━━━ Provided records ━━━

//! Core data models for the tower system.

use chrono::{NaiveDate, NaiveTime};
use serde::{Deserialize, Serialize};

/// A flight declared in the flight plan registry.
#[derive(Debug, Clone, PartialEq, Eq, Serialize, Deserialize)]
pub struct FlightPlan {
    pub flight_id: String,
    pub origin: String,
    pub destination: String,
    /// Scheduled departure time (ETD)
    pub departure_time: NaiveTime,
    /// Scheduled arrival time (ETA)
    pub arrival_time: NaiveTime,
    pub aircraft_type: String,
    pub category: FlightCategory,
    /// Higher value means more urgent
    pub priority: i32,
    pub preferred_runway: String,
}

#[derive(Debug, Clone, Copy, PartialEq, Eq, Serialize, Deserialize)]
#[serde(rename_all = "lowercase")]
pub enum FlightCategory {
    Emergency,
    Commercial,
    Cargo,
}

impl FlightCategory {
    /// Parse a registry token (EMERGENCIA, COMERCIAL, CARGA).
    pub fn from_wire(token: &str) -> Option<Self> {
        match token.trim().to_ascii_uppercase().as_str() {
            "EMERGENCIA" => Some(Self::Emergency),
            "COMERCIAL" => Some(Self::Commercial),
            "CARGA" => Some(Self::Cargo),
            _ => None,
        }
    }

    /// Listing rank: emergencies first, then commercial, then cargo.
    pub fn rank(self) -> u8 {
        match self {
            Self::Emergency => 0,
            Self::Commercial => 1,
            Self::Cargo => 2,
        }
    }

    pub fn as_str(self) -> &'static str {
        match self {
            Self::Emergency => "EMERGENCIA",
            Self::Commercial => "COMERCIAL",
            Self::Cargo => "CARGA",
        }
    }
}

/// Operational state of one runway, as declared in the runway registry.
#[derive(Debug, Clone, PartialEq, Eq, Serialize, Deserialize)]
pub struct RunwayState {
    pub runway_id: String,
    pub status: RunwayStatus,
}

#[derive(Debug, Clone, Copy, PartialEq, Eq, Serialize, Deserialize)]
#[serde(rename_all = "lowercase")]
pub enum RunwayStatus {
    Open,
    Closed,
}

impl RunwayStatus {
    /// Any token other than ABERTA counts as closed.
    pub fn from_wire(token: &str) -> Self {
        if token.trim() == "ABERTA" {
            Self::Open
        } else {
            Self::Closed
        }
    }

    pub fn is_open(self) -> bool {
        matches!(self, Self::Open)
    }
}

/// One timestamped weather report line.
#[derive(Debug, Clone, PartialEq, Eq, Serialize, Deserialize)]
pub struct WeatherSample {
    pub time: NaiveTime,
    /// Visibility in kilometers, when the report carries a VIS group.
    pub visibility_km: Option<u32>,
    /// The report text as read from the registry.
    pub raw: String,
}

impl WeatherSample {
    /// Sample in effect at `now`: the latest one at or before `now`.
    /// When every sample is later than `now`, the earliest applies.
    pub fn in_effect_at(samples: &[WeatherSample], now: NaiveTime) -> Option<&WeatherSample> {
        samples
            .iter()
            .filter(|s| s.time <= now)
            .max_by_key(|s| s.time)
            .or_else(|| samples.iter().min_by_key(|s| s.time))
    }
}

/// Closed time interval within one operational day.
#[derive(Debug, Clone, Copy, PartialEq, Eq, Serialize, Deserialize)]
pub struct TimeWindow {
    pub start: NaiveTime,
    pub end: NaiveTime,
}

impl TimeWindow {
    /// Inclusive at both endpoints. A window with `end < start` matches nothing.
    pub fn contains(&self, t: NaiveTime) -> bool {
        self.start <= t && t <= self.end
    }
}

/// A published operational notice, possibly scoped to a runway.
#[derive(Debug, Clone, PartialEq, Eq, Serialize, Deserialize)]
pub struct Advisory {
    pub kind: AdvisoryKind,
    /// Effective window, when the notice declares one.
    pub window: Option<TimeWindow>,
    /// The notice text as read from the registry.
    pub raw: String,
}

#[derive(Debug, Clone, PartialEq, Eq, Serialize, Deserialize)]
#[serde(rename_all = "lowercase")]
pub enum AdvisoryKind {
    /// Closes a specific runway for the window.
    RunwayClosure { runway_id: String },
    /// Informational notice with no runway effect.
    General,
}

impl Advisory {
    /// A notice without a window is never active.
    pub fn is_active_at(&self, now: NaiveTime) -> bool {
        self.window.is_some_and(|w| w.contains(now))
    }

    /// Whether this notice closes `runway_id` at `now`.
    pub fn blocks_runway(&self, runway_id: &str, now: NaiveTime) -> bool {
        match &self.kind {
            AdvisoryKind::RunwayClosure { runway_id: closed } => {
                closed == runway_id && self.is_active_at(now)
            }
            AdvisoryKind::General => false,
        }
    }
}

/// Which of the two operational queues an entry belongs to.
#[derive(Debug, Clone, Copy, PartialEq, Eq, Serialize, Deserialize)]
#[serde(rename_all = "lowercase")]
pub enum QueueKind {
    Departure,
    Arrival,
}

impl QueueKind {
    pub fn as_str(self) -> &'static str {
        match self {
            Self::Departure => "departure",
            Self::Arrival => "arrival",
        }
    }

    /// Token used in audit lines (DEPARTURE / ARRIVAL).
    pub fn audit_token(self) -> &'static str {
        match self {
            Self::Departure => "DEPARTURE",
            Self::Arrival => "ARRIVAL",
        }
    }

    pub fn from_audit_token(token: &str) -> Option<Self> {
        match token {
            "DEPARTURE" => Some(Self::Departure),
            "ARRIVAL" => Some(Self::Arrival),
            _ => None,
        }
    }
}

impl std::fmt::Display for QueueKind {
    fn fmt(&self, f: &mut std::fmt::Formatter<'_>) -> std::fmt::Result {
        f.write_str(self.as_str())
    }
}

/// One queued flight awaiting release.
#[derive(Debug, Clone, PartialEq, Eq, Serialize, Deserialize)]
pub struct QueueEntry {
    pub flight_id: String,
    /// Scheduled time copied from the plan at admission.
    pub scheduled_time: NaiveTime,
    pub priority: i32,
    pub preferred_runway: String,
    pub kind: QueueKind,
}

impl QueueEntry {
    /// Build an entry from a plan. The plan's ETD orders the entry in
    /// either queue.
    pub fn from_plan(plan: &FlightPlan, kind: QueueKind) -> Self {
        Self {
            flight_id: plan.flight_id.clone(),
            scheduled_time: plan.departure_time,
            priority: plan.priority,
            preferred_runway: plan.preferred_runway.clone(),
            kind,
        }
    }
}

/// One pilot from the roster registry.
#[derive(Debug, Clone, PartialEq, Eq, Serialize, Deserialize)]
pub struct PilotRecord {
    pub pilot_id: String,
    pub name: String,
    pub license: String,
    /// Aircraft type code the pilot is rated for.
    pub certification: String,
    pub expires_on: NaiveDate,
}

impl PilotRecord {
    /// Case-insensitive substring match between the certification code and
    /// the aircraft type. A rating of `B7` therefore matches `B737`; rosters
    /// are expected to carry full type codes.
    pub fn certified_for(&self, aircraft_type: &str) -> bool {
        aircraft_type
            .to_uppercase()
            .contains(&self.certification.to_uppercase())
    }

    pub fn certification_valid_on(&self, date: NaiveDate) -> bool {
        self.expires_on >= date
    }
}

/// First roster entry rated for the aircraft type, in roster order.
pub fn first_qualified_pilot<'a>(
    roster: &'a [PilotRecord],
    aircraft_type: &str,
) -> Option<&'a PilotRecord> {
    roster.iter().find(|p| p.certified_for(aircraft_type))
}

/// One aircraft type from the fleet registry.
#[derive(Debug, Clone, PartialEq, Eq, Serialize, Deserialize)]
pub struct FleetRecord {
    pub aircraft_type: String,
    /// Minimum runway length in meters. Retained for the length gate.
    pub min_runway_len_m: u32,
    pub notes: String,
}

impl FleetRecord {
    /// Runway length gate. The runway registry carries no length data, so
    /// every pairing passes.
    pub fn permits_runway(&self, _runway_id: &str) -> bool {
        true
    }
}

━━━

◆ Prompt ◆
Return all of the data above exactly, leaving out no line.

◆ Task response ◆
//! Core data models for the tower system.

use chrono::{NaiveDate, NaiveTime};
use serde::{Deserialize, Serialize};

/// A flight declared in the flight plan registry.
#[derive(Debug, Clone, PartialEq, Eq, Serialize, Deserialize)]
pub struct FlightPlan {
    pub flight_id: String,
    pub origin: String,
    pub destination: String,
    /// Scheduled departure time (ETD)
    pub departure_time: NaiveTime,
    /// Scheduled arrival time (ETA)
    pub arrival_time: NaiveTime,
    pub aircraft_type: String,
    pub category: FlightCategory,
    /// Higher value means more urgent
    pub priority: i32,
    pub preferred_runway: String,
}

#[derive(Debug, Clone, Copy, PartialEq, Eq, Serialize, Deserialize)]
#[serde(rename_all = "lowercase")]
pub enum FlightCategory {
    Emergency,
    Commercial,
    Cargo,
}

impl FlightCategory {
    /// Parse a registry token (EMERGENCIA, COMERCIAL, CARGA).
    pub fn from_wire(token: &str) -> Option<Self> {
        match token.trim().to_ascii_uppercase().as_str() {
            "EMERGENCIA" => Some(Self::Emergency),
            "COMERCIAL" => Some(Self::Commercial),
            "CARGA" => Some(Self::Cargo),
            _ => None,
        }
    }

    /// Listing rank: emergencies first, then commercial, then cargo.
    pub fn rank(self) -> u8 {
        match self {
            Self::Emergency => 0,
            Self::Commercial => 1,
            Self::Cargo => 2,
        }
    }

    pub fn as_str(self) -> &'static str {
        match self {
            Self::Emergency => "EMERGENCIA",
            Self::Commercial => "COMERCIAL",
            Self::Cargo => "CARGA",
        }
    }
}

/// Operational state of one runway, as declared in the runway registry.
#[derive(Debug, Clone, PartialEq, Eq, Serialize, Deserialize)]
pub struct RunwayState {
    pub runway_id: String,
    pub status: RunwayStatus,
}

#[derive(Debug, Clone, Copy, PartialEq, Eq, Serialize, Deserialize)]
#[serde(rename_all = "lowercase")]
pub enum RunwayStatus {
    Open,
    Closed,
}

impl RunwayStatus {
    /// Any token other than ABERTA counts as closed.
    pub fn from_wire(token: &str) -> Self {
        if token.trim() == "ABERTA" {
            Self::Open
        } else {
            Self::Closed
        }
    }

    pub fn is_open(self) -> bool {
        matches!(self, Self::Open)
    }
}

/// One timestamped weather report line.
#[derive(Debug, Clone, PartialEq, Eq, Serialize, Deserialize)]
pub struct WeatherSample {
    pub time: NaiveTime,
    /// Visibility in kilometers, when the report carries a VIS group.
    pub visibility_km: Option<u32>,
    /// The report text as read from the registry.
    pub raw: String,
}

impl WeatherSample {
    /// Sample in effect at `now`: the latest one at or before `now`.
    /// When every sample is later than `now`, the earliest applies.
    pub fn in_effect_at(samples: &[WeatherSample], now: NaiveTime) -> Option<&WeatherSample> {
        samples
            .iter()
            .filter(|s| s.time <= now)
            .max_by_key(|s| s.time)
            .or_else(|| samples.iter().min_by_key(|s| s.time))
    }
}

/// Closed time interval within one operational day.
#[derive(Debug, Clone, Copy, PartialEq, Eq, Serialize, Deserialize)]
pub struct TimeWindow {
    pub start: NaiveTime,
    pub end: NaiveTime,
}

impl TimeWindow {
    /// Inclusive at both endpoints. A window with `end < start` matches nothing.
    pub fn contains(&self, t: NaiveTime) -> bool {
        self.start <= t && t <= self.end
    }
}

/// A published operational notice, possibly scoped to a runway.
#[derive(Debug, Clone, PartialEq, Eq, Serialize, Deserialize)]
pub struct Advisory {
    pub kind: AdvisoryKind,
    /// Effective window, when the notice declares one.
    pub window: Option<TimeWindow>,
    /// The notice text as read from the registry.
    pub raw: String,
}

#[derive(Debug, Clone, PartialEq, Eq, Serialize, Deserialize)]
#[serde(rename_all = "lowercase")]
pub enum AdvisoryKind {
    /// Closes a specific runway for the window.
    RunwayClosure { runway_id: String },
    /// Informational notice with no runway effect.
    General,
}

impl Advisory {
    /// A notice without a window is never active.
    pub fn is_active_at(&self, now: NaiveTime) -> bool {
        self.window.is_some_and(|w| w.contains(now))
    }

    /// Whether this notice closes `runway_id` at `now`.
    pub fn blocks_runway(&self, runway_id: &str, now: NaiveTime) -> bool {
        match &self.kind {
            AdvisoryKind::RunwayClosure { runway_id: closed } => {
                closed == runway_id && self.is_active_at(now)
            }
            AdvisoryKind::General => false,
        }
    }
}

/// Which of the two operational queues an entry belongs to.
#[derive(Debug, Clone, Copy, PartialEq, Eq, Serialize, Deserialize)]
#[serde(rename_all = "lowercase")]
pub enum QueueKind {
    Departure,
    Arrival,
}

impl QueueKind {
    pub fn as_str(self) -> &'static str {
        match self {
            Self::Departure => "departure",
            Self::Arrival => "arrival",
        }
    }

    /// Token used in audit lines (DEPARTURE / ARRIVAL).
    pub fn audit_token(self) -> &'static str {
        match self {
            Self::Departure => "DEPARTURE",
            Self::Arrival => "ARRIVAL",
        }
    }

    pub fn from_audit_token(token: &str) -> Option<Self> {
        match token {
            "DEPARTURE" => Some(Self::Departure),
            "ARRIVAL" => Some(Self::Arrival),
            _ => None,
        }
    }
}

impl std::fmt::Display for QueueKind {
    fn fmt(&self, f: &mut std::fmt::Formatter<'_>) -> std::fmt::Result {
        f.write_str(self.as_str())
    }
}

/// One queued flight awaiting release.
#[derive(Debug, Clone, PartialEq, Eq, Serialize, Deserialize)]
pub struct QueueEntry {
    pub flight_id: String,
    /// Scheduled time copied from the plan at admission.
    pub scheduled_time: NaiveTime,
    pub priority: i32,
    pub preferred_runway: String,
    pub kind: QueueKind,
}

impl QueueEntry {
    /// Build an entry from a plan. The plan's ETD orders the entry in
    /// either queue.
    pub fn from_plan(plan: &FlightPlan, kind: QueueKind) -> Self {
        Self {
            flight_id: plan.flight_id.clone(),
            scheduled_time: plan.departure_time,
            priority: plan.priority,
            preferred_runway: plan.preferred_runway.clone(),
            kind,
        }
    }
}

/// One pilot from the roster registry.
#[derive(Debug, Clone, PartialEq, Eq, Serialize, Deserialize)]
pub struct PilotRecord {
    pub pilot_id: String,
    pub name: String,
    pub license: String,
    /// Aircraft type code the pilot is rated for.
    pub certification: String,
    pub expires_on: NaiveDate,
}

impl PilotRecord {
    /// Case-insensitive substring match between the certification code and
    /// the aircraft type. A rating of `B7` therefore matches `B737`; rosters
    /// are expected to carry full type codes.
    pub fn certified_for(&self, aircraft_type: &str) -> bool {
        aircraft_type
            .to_uppercase()
            .contains(&self.certification.to_uppercase())
    }

    pub fn certification_valid_on(&self, date: NaiveDate) -> bool {
        self.expires_on >= date
    }
}

/// First roster entry rated for the aircraft type, in roster order.
pub fn first_qualified_pilot<'a>(
    roster: &'a [PilotRecord],
    aircraft_type: &str,
) -> Option<&'a PilotRecord> {
    roster.iter().find(|p| p.certified_for(aircraft_type))
}

/// One aircraft type from the fleet registry.
#[derive(Debug, Clone, PartialEq, Eq, Serialize, Deserialize)]
pub struct FleetRecord {
    pub aircraft_type: String,
    /// Minimum runway length in meters. Retained for the length gate.
    pub min_runway_len_m: u32,
    pub notes: String,
}

impl FleetRecord {
    /// Runway length gate. The runway registry carries no length data, so
    /// every pairing passes.
    pub fn permits_runway(&self, _runway_id: &str) -> bool {
        true
    }
}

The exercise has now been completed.